Metabolic reprogramming is part of this network. In response to genotoxic stress, tumor cells modify their energy production, electron balance, and nutrient intake. These adaptations can be employed for SL approaches when DNA repair is further compromised. For example, this can be achieved by disrupting glutamine metabolism, NAD + salvage pathways, or lipids and cholesterol regulatory pathways (Fig. 3) [26, 90, 110]. Epigenetic modifications further refine the SL landscape. Chromatin remodeler mutations can cause preferential reliance on particular cell cycle and DNA repair pathways. Environmental changes and epigenetic treatments can also cause a "BRCAness" state, priming resistant tumors for DDR-targeted treatments [120, 127]. Importantly, epigenetic medications can alter the immunological environment, which could boost the efficacy of immunotherapies [22].
It should be noted that dosage, timing, and order of interventions might impact cell fate decision like death or senescence [23]. As we deal with interconnected networks, off-target effects might also influence the outcome. Overall, the ultimate goal of any SL approach should be to re-direct cell fate towards the elimination/death of the targeted cancer cell. Accordingly, we propose a Multi-Dimensional SL perspective, which consists of the rational targeting DDR, metabolic, epigenetic, and cell fates. This strategy takes into account the complexity of individual characteristics that define the cancer cell and combines strategies to hit multiple targets to achieve maximum effect. This approach involves more identifying and targeting complex, network-level dependencies susceptible to temporal and environmental inputs.

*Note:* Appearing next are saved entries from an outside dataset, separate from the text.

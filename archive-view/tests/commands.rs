use std::path::{Path, PathBuf};

use archive_view::cli::Cli;
use clap::Parser;

const SCHEMA: &str = r#"{
    "root": "Archive",
    "sections": [
        {"name": "Archive", "sub_sections": [
            {"name": "run", "section": "Run", "repeats": true},
            {"name": "results", "section": "Results"}
        ]},
        {"name": "Run", "quantities": [
            {"name": "program", "type": "str", "description": "Code that produced the run"}
        ], "sub_sections": [
            {"name": "calc", "section": "Calc", "repeats": true}
        ]},
        {"name": "Calc", "quantities": [
            {"name": "energy", "type": "float64", "unit": "joule"},
            {"name": "temperature", "type": "float64", "unit": "kelvin"}
        ]},
        {"name": "Results", "quantities": [
            {"name": "energy", "type": "float64", "unit": "joule"}
        ]}
    ]
}"#;

const ARCHIVE: &str = r#"{
    "run": [{
        "program": "exciting",
        "calc": [{"energy": 3.204353268e-19, "temperature": 273.15}]
    }],
    "results": {"energy": 1.602176634e-19}
}"#;

fn setup(dir: &Path) -> (PathBuf, PathBuf) {
    let schema = dir.join("schema.json");
    let archive = dir.join("archive.json");
    std::fs::write(&schema, SCHEMA).unwrap();
    std::fs::write(&archive, ARCHIVE).unwrap();
    (schema, archive)
}

async fn run(dir: &Path, args: &[&str]) -> anyhow::Result<String> {
    colored::control::set_override(false);
    let (schema, archive) = setup(dir);
    let config = dir.join("absent.toml");
    let mut argv = vec![
        "archive-view".to_string(),
        "--schema".to_string(),
        schema.display().to_string(),
        "--archive".to_string(),
        archive.display().to_string(),
        "--config".to_string(),
        config.display().to_string(),
    ];
    argv.extend(args.iter().map(|a| a.to_string()));
    let mut out = Vec::new();
    archive_view::run(Cli::parse_from(argv), &mut out).await?;
    Ok(String::from_utf8(out)?)
}

#[tokio::test]
async fn test_show_with_unit_system() {
    let dir = tempfile::tempdir().unwrap();
    let out = run(dir.path(), &["show", "run:0/calc:0", "--units", "display"])
        .await
        .unwrap();
    assert!(out.contains("+ energy: 2 electron_volt"), "{out}");
    assert!(out.contains("+ temperature: 0 celsius"), "{out}");
}

#[tokio::test]
async fn test_show_json() {
    let dir = tempfile::tempdir().unwrap();
    let out = run(dir.path(), &["show", "run:0", "--json", "--meta"]).await.unwrap();
    let node: serde_json::Value = serde_json::from_str(&out).unwrap();
    assert_eq!(node["path"], "run:0");
    assert_eq!(node["meta"]["definition"], "Run");
    assert_eq!(node["children"][0]["key"], "program");
}

#[tokio::test]
async fn test_show_rejects_unknown_path() {
    let dir = tempfile::tempdir().unwrap();
    let err = run(dir.path(), &["show", "run:0/nothing"]).await.unwrap_err();
    assert!(err.to_string().contains("no property `nothing`"));
}

#[tokio::test]
async fn test_lanes() {
    let dir = tempfile::tempdir().unwrap();
    let out = run(dir.path(), &["lanes", "run:0/calc:0"]).await.unwrap();
    let lines: Vec<&str> = out.lines().collect();
    assert_eq!(lines.len(), 3);
    assert!(lines[0].contains("Archive"));
    assert!(lines[0].contains("-> run:0"));
    assert!(lines[2].contains("calc:0 Calc"));
}

#[tokio::test]
async fn test_search() {
    let dir = tempfile::tempdir().unwrap();
    let out = run(dir.path(), &["search", "energy"]).await.unwrap();
    assert_eq!(
        out,
        "energy (calc)  run:0/calc:0/energy\nenergy (results)  results/energy\n"
    );
}

#[tokio::test]
async fn test_config_schema() {
    let dir = tempfile::tempdir().unwrap();
    let out = run(dir.path(), &["config-schema"]).await.unwrap();
    let schema: serde_json::Value = serde_json::from_str(&out).unwrap();
    assert!(schema["properties"]["pagination"].is_object());
}
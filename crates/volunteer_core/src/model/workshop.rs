//! Workshop records.
//!
//! # Invariants
//! - `date`, `start_time` and `end_time` are local values in the scheduler zone.
//! - `end_time` is `start_time` plus one hour on the clock face.

use crate::model::event::EventId;
use chrono::{NaiveDate, NaiveTime};
use serde::{Deserialize, Serialize};

/// Persistence-assigned workshop identity.
pub type WorkshopId = i64;

/// Insert shape for a workshop; the owning event id is supplied at insert time.
#[derive(Debug, Clone, PartialEq, Eq, Serialize, Deserialize)]
pub struct NewWorkshop {
    pub name: String,
    pub date: NaiveDate,
    pub start_time: NaiveTime,
    pub end_time: NaiveTime,
    pub location: String,
}

/// A stored workshop occurrence.
#[derive(Debug, Clone, PartialEq, Eq, Serialize, Deserialize)]
pub struct Workshop {
    pub id: WorkshopId,
    pub event_id: EventId,
    pub name: String,
    pub date: NaiveDate,
    pub start_time: NaiveTime,
    pub end_time: NaiveTime,
    pub location: String,
}

/// Sequential display label for the occurrence at 0-based `index`.
pub fn workshop_label(index: usize) -> String {
    format!("Workshop #{}", index + 1)
}
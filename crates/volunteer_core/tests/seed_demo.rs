use chrono::{NaiveDate, TimeDelta};
use chrono_tz::Australia;
use rusqlite::Connection;
use volunteer_core::db::open_db_in_memory;
use volunteer_core::schedule::utc_to_local;
use volunteer_core::{demo_event_requests, EventService, SchedulerConfig};

fn today() -> NaiveDate {
    NaiveDate::from_ymd_opt(2026, 10, 18).unwrap()
}

fn count(conn: &Connection, table: &str) -> i64 {
    conn.query_row(&format!("SELECT COUNT(*) FROM {table};"), [], |row| {
        row.get(0)
    })
    .unwrap()
}

#[test]
fn demo_requests_match_fixed_dataset() {
    let requests = demo_event_requests();
    let summary = requests
        .iter()
        .map(|request| (request.days_from_now, request.week_count, request.location.as_str()))
        .collect::<Vec<_>>();
    assert_eq!(
        summary,
        vec![
            (10, 1, "UNSW K17 chi lab"),
            (15, 6, "UNSW K17 oud lab"),
            (28, 7, "UNSW K17 lyre lab"),
        ]
    );
}

#[test]
fn seeding_creates_three_events_with_weekly_workshops() {
    let mut conn = open_db_in_memory().unwrap();
    let mut service = EventService::new(&mut conn, SchedulerConfig::new(Australia::Sydney));

    let report = service.seed_demo_data_on(today(), false).unwrap();
    assert!(report.deleted.is_none());

    let names = report
        .events
        .iter()
        .map(|event| event.name.as_str())
        .collect::<Vec<_>>();
    assert_eq!(
        names,
        vec![
            "Test: single-workshop event",
            "Intro to Programming",
            "Test: Advanced Web Development",
        ]
    );

    let workshop_counts = report
        .events
        .iter()
        .map(|event| service.list_workshops(event.id).unwrap().len())
        .collect::<Vec<_>>();
    assert_eq!(workshop_counts, vec![1, 6, 7]);

    let advanced = &report.events[2];
    let finish = utc_to_local(advanced.finish_date, Australia::Sydney).date();
    assert_eq!(finish, today() + TimeDelta::days(28 + 7 * 7 - 6));
}

#[test]
fn seeding_twice_without_clean_duplicates_data() {
    let mut conn = open_db_in_memory().unwrap();
    {
        let mut service = EventService::new(&mut conn, SchedulerConfig::default());
        service.seed_demo_data_on(today(), false).unwrap();
        service.seed_demo_data_on(today(), false).unwrap();
    }
    assert_eq!(count(&conn, "events"), 6);
    assert_eq!(count(&conn, "workshops"), 28);
}

#[test]
fn seeding_with_clean_replaces_existing_data() {
    let mut conn = open_db_in_memory().unwrap();
    let report = {
        let mut service = EventService::new(&mut conn, SchedulerConfig::default());
        service.seed_demo_data_on(today(), false).unwrap();
        service.seed_demo_data_on(today(), true).unwrap()
    };

    let deleted = report.deleted.unwrap();
    assert_eq!(deleted.events, 3);
    assert_eq!(deleted.workshops, 14);
    assert_eq!(count(&conn, "events"), 3);
    assert_eq!(count(&conn, "workshops"), 14);
}

#[test]
fn failed_seed_keeps_previous_data_even_with_clean() {
    let mut conn = open_db_in_memory().unwrap();
    {
        let mut service = EventService::new(&mut conn, SchedulerConfig::default());
        service.seed_demo_data_on(today(), false).unwrap();
    }
    conn.execute_batch(
        "CREATE TEMP TRIGGER fail_lyre_lab
         BEFORE INSERT ON workshops
         WHEN NEW.location = 'UNSW K17 lyre lab'
         BEGIN
             SELECT RAISE(ABORT, 'forced workshop failure');
         END;",
    )
    .unwrap();

    let result = {
        let mut service = EventService::new(&mut conn, SchedulerConfig::default());
        service.seed_demo_data_on(today(), true)
    };

    assert!(result.is_err());
    assert_eq!(count(&conn, "events"), 3);
    assert_eq!(count(&conn, "workshops"), 14);
}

Given the proposed interconnections, one also has to consider the possibility that the partial inhibition of several interconnected networks, instead of the complete inhibition of a single node, could create efficient SL to PARPi or other DNA damaging agents in cancer cells with little side effects on normal cells. In summary, the field is already transitioning from simple, two-gene synthetic lethal relationships toward a more complex landscape where several pathways interact. In this context we can advance toward more individualized and durable treatments by carefully considering dosage, timing, and context-dependence in deploying strategic drug combinations. For ovarian cancer, this strategy may establish new standards or personalized treatment and help to overcome resistance to current therapies.